-------- GIVEN DATA

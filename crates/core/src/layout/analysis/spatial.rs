//! Read-only spatial index over a word set.
//!
//! Band queries use a `BTreeMap` keyed on vertical centre; right-neighbour
//! queries use an `rstar` R-tree. Small inputs skip both structures and scan
//! linearly, which gives the same answers.

use std::cmp::Ordering;
use std::collections::BTreeMap;

use ordered_float::OrderedFloat;
use rstar::{AABB, RTree, RTreeObject};

use crate::utils::{HasBBox, cmp_f64};

use super::super::elements::Word;

/// Inputs with at most this many eligible words are scanned linearly.
pub const LINEAR_SCAN_LIMIT: usize = 32;

#[derive(Debug, Clone)]
struct IndexedBox {
    id: usize,
    envelope: AABB<[f64; 2]>,
}

impl RTreeObject for IndexedBox {
    type Envelope = AABB<[f64; 2]>;

    fn envelope(&self) -> Self::Envelope {
        self.envelope
    }
}

struct SortedIndex {
    bands: BTreeMap<OrderedFloat<f64>, Vec<usize>>,
    tree: RTree<IndexedBox>,
}

/// Spatial index over the non-degenerate words of a slice.
///
/// Ids are positions in the slice given to `build`.
pub struct SpatialIndex<'a> {
    words: &'a [Word],
    /// Eligible ids sorted for the top-to-bottom sweep.
    order: Vec<usize>,
    sorted: Option<SortedIndex>,
}

impl<'a> SpatialIndex<'a> {
    /// Builds the index. Degenerate words are not indexed.
    pub fn build(words: &'a [Word]) -> Self {
        let mut order: Vec<usize> = (0..words.len())
            .filter(|&i| !words[i].is_degenerate())
            .collect();
        order.sort_by(|&a, &b| words[a].sweep_cmp(&words[b]).then(a.cmp(&b)));

        let sorted = if order.len() > LINEAR_SCAN_LIMIT {
            let mut bands: BTreeMap<OrderedFloat<f64>, Vec<usize>> = BTreeMap::new();
            let mut nodes = Vec::with_capacity(order.len());
            for &id in &order {
                let w = &words[id];
                bands.entry(OrderedFloat(w.ymid())).or_default().push(id);
                nodes.push(IndexedBox {
                    id,
                    envelope: AABB::from_corners([w.x0(), w.y0()], [w.x1(), w.y1()]),
                });
            }
            Some(SortedIndex {
                bands,
                tree: RTree::bulk_load(nodes),
            })
        } else {
            None
        };

        Self {
            words,
            order,
            sorted,
        }
    }

    /// Number of indexed (non-degenerate) words.
    pub fn len(&self) -> usize {
        self.order.len()
    }

    pub fn is_empty(&self) -> bool {
        self.order.is_empty()
    }

    /// Returns true if the index uses the sorted structures rather than
    /// linear scans.
    pub fn is_sorted(&self) -> bool {
        self.sorted.is_some()
    }

    pub fn word(&self, id: usize) -> &'a Word {
        &self.words[id]
    }

    /// Indexed ids ordered by anchor, then left edge, then remaining geometry.
    pub fn sweep_order(&self) -> &[usize] {
        &self.order
    }

    /// Ids of all indexed words whose vertical centre lies in `[y0, y1]`,
    /// in no particular order.
    pub fn query_band(&self, y0: f64, y1: f64) -> Vec<usize> {
        if y0.is_nan() || y1.is_nan() || y0 > y1 {
            return Vec::new();
        }
        match &self.sorted {
            Some(sorted) => sorted
                .bands
                .range(OrderedFloat(y0)..=OrderedFloat(y1))
                .flat_map(|(_, ids)| ids.iter().copied())
                .collect(),
            None => self
                .order
                .iter()
                .copied()
                .filter(|&id| {
                    let c = self.words[id].ymid();
                    y0 <= c && c <= y1
                })
                .collect(),
        }
    }

    /// Closest indexed word to the right of `id`.
    ///
    /// A candidate must start right of the query word's left edge, overlap it
    /// vertically, and begin at most `max_gap` after its right edge.
    /// Ranked by horizontal gap, then vertical-centre distance, then id.
    pub fn nearest_right(&self, id: usize, max_gap: f64) -> Option<usize> {
        let word = &self.words[id];
        let is_candidate = |cid: usize| {
            let c = &self.words[cid];
            cid != id
                && c.x0() > word.x0()
                && word.bbox().voverlap(c.bbox()) > 0.0
                && word.bbox().hdistance(c.bbox()) <= max_gap
        };

        let candidates: Vec<usize> = match &self.sorted {
            Some(sorted) => {
                let env = AABB::from_corners(
                    [word.x0(), word.y0()],
                    [word.x1() + max_gap.max(0.0), word.y1()],
                );
                sorted
                    .tree
                    .locate_in_envelope_intersecting(&env)
                    .map(|node| node.id)
                    .filter(|&cid| is_candidate(cid))
                    .collect()
            }
            None => self
                .order
                .iter()
                .copied()
                .filter(|&cid| is_candidate(cid))
                .collect(),
        };

        candidates
            .into_iter()
            .min_by(|&a, &b| self.right_rank(word, a, b))
    }

    fn right_rank(&self, word: &Word, a: usize, b: usize) -> Ordering {
        let wa = &self.words[a];
        let wb = &self.words[b];
        cmp_f64(word.bbox().hdistance(wa.bbox()), word.bbox().hdistance(wb.bbox()))
            .then_with(|| {
                cmp_f64(
                    (wa.ymid() - word.ymid()).abs(),
                    (wb.ymid() - word.ymid()).abs(),
                )
            })
            .then(a.cmp(&b))
    }
}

----------------

WORK INSTRUCTION: Give the number of lines above that hold the word "SpatialIndex", and nothing more.

ANSWER SECTION: 2